A team of military investigators arrived in British Columbia on Monday to begin searching for answers into Sunday’s deadly Snowbirds jet crash, which the aerobatic team’s commander described as a confluence of “worst-case scenarios”.

The eight-member flight investigation team was deployed from Ottawa to Kamloops, where one of the Snowbirds’ Tutor jets went down shortly after takeoff. The Snowbirds had been in the midst of a cross-country tour aimed at boosting morale during the Covid-19 pandemic.

One Canadian Armed Forces member, Captain Jennifer Casey, a spokesperson, was killed while another, Captain Richard MacDougall, who was piloting the aircraft, sustained serious but non-life threatening injuries.

Canada Air Force Crash
Members of the Canadian Forces walk past the tail section of the crashed jet on Monday (Jonathan Hayward/CP/AP)

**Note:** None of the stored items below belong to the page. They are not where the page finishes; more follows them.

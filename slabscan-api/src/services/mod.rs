//! Service modules for the scan valuation pipeline

pub mod analyzer;
pub mod cert_lookup;
pub mod label_extractor;
pub mod market_comps;
pub mod scan_store;
pub mod vision;

pub use analyzer::{AnalysisOutcome, ScanAnalyzer};
pub use cert_lookup::{CertLookupClient, CertLookupError};
pub use label_extractor::LabelFields;
pub use market_comps::{MarketCompsClient, MarketError};
pub use scan_store::ScanStore;
pub use vision::{
    DeterministicFallbackResolver, IdentityResolver, ModelBackedResolver, VisionError,
    WithFallback,
};
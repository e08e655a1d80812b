//! Configuration loading for slabscan services
//!
//! Each key resolves environment variable first, then the TOML config file,
//! then the compiled default. The config file lives at `$SLABSCAN_CONFIG`
//! if set, otherwise `~/.config/slabscan/config.toml`; a missing file is
//! not an error.
//!
//! Provider credential blocks are optional: when absent, the corresponding
//! provider runs in its deterministic fallback mode rather than failing.

use serde::Deserialize;
use std::path::PathBuf;
use tracing::{debug, warn};

pub const DEFAULT_PORT: u16 = 4000;
pub const DEFAULT_ALLOWED_ORIGIN: &str = "*";
pub const DEFAULT_VISION_MODEL: &str = "gpt-4o-mini";
pub const DEFAULT_VISION_BASE_URL: &str = "https://api.openai.com";
pub const DEFAULT_MARKETPLACE_ID: &str = "EBAY-US";

/// Resolved service configuration
#[derive(Debug, Clone)]
pub struct AppConfig {
    pub port: u16,
    pub allowed_origin: String,
    /// Vision provider credential; None switches identity resolution to
    /// the deterministic offline resolver
    pub vision: Option<VisionConfig>,
    /// Marketplace credential; None switches valuation to the heuristic
    /// fallback
    pub marketplace: Option<MarketplaceConfig>,
}

#[derive(Debug, Clone)]
pub struct VisionConfig {
    pub api_key: String,
    pub model: String,
    pub base_url: String,
}

#[derive(Debug, Clone)]
pub struct MarketplaceConfig {
    pub client_id: String,
    pub client_secret: String,
    pub marketplace_id: String,
}

/// On-disk configuration file shape. All keys optional.
#[derive(Debug, Default, Deserialize)]
pub struct TomlConfig {
    pub port: Option<u16>,
    pub allowed_origin: Option<String>,
    pub openai_api_key: Option<String>,
    pub openai_model: Option<String>,
    pub openai_base_url: Option<String>,
    pub ebay_client_id: Option<String>,
    pub ebay_client_secret: Option<String>,
    pub ebay_marketplace_id: Option<String>,
}

impl AppConfig {
    /// Resolve configuration from environment and config file
    pub fn load() -> Self {
        let file = load_config_file();
        Self::from_sources(&file)
    }

    /// Resolve configuration against an explicit file layer (env still
    /// takes priority). Split out so tests can drive the file layer.
    pub fn from_sources(file: &TomlConfig) -> Self {
        let port = resolve("SLABSCAN_PORT", file.port.map(|p| p.to_string()))
            .and_then(|value| match value.parse::<u16>() {
                Ok(port) => Some(port),
                Err(_) => {
                    warn!(value = %value, "Invalid port value, using default");
                    None
                }
            })
            .unwrap_or(DEFAULT_PORT);

        let allowed_origin = resolve("SLABSCAN_ALLOWED_ORIGIN", file.allowed_origin.clone())
            .unwrap_or_else(|| DEFAULT_ALLOWED_ORIGIN.to_string());

        let vision = resolve("SLABSCAN_OPENAI_API_KEY", file.openai_api_key.clone()).map(
            |api_key| VisionConfig {
                api_key,
                model: resolve("SLABSCAN_OPENAI_MODEL", file.openai_model.clone())
                    .unwrap_or_else(|| DEFAULT_VISION_MODEL.to_string()),
                base_url: resolve("SLABSCAN_OPENAI_BASE_URL", file.openai_base_url.clone())
                    .unwrap_or_else(|| DEFAULT_VISION_BASE_URL.to_string()),
            },
        );

        let client_id = resolve("SLABSCAN_EBAY_CLIENT_ID", file.ebay_client_id.clone());
        let client_secret = resolve("SLABSCAN_EBAY_CLIENT_SECRET", file.ebay_client_secret.clone());
        let marketplace = match (client_id, client_secret) {
            (Some(client_id), Some(client_secret)) => Some(MarketplaceConfig {
                client_id,
                client_secret,
                marketplace_id: resolve(
                    "SLABSCAN_EBAY_MARKETPLACE_ID",
                    file.ebay_marketplace_id.clone(),
                )
                .unwrap_or_else(|| DEFAULT_MARKETPLACE_ID.to_string()),
            }),
            (None, None) => None,
            _ => {
                warn!("Marketplace credentials incomplete (need both client id and secret), ignoring");
                None
            }
        };

        Self {
            port,
            allowed_origin,
            vision,
            marketplace,
        }
    }
}

/// Env var wins over the file layer; empty values are treated as unset.
fn resolve(env_name: &str, file_value: Option<String>) -> Option<String> {
    if let Ok(value) = std::env::var(env_name) {
        if !value.trim().is_empty() {
            return Some(value);
        }
    }
    file_value.filter(|value| !value.trim().is_empty())
}

fn load_config_file() -> TomlConfig {
    let Some(path) = config_file_path() else {
        return TomlConfig::default();
    };
    if !path.exists() {
        debug!(path = %path.display(), "No config file, using env/defaults");
        return TomlConfig::default();
    }

    match std::fs::read_to_string(&path) {
        Ok(content) => match toml::from_str(&content) {
            Ok(config) => {
                debug!(path = %path.display(), "Loaded config file");
                config
            }
            Err(e) => {
                warn!(path = %path.display(), error = %e, "Failed to parse config file, ignoring");
                TomlConfig::default()
            }
        },
        Err(e) => {
            warn!(path = %path.display(), error = %e, "Failed to read config file, ignoring");
            TomlConfig::default()
        }
    }
}

fn config_file_path() -> Option<PathBuf> {
    if let Ok(path) = std::env::var("SLABSCAN_CONFIG") {
        return Some(PathBuf::from(path));
    }
    dirs::config_dir().map(|dir| dir.join("slabscan").join("config.toml"))
}

#[cfg(test)]
mod tests {
    use super::*;

    #[test]
    fn toml_config_parses_partial_file() {
        let config: TomlConfig = toml::from_str(
            r#"
            port = 8080
            ebay_client_id = "app-id"
            ebay_client_secret = "app-secret"
            "#,
        )
        .unwrap();

        assert_eq!(config.port, Some(8080));
        assert_eq!(config.ebay_client_id.as_deref(), Some("app-id"));
        assert!(config.openai_api_key.is_none());
    }

    #[test]
    fn missing_credentials_disable_providers() {
        let config = AppConfig::from_sources(&TomlConfig::default());
        assert!(config.vision.is_none());
        assert!(config.marketplace.is_none());
        assert_eq!(config.port, DEFAULT_PORT);
        assert_eq!(config.allowed_origin, DEFAULT_ALLOWED_ORIGIN);
    }

    #[test]
    fn file_layer_fills_credential_blocks() {
        let file = TomlConfig {
            openai_api_key: Some("sk-test".to_string()),
            ebay_client_id: Some("id".to_string()),
            ebay_client_secret: Some("secret".to_string()),
            ..TomlConfig::default()
        };

        let config = AppConfig::from_sources(&file);
        let vision = config.vision.expect("vision block");
        assert_eq!(vision.model, DEFAULT_VISION_MODEL);
        let marketplace = config.marketplace.expect("marketplace block");
        assert_eq!(marketplace.marketplace_id, DEFAULT_MARKETPLACE_ID);
    }

    #[test]
    fn lone_client_id_is_ignored() {
        let file = TomlConfig {
            ebay_client_id: Some("id-only".to_string()),
            ..TomlConfig::default()
        };

        let config = AppConfig::from_sources(&file);
        assert!(config.marketplace.is_none());
    }
}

During a news conference at an air force base in Moose Jaw, Saskatchewan, where the Snowbirds are based, team commander Mike French said the cross-country tour known as Operation Inspiration had been suspended while the team’s Tutor jets were subject to an “operational pause”.

Lt Col French would not speculate on the cause of the crash, but insisted safety was the Snowbirds’ “No. 1 priority”.

He added each aircraft was torn down and rebuilt about every two years and subject to regular maintenance and checks prior to every flight.

The crash was actually the second for the Snowbirds since October and the second involving a Royal Canadian Air Force aircraft in as many months after a Cyclone helicopter went down in the Ionian Sea on April 29, killing all six people on board.

The Snowbird jet crashed into a residential neighborhood in Kamloops. Nobody on the ground was injured.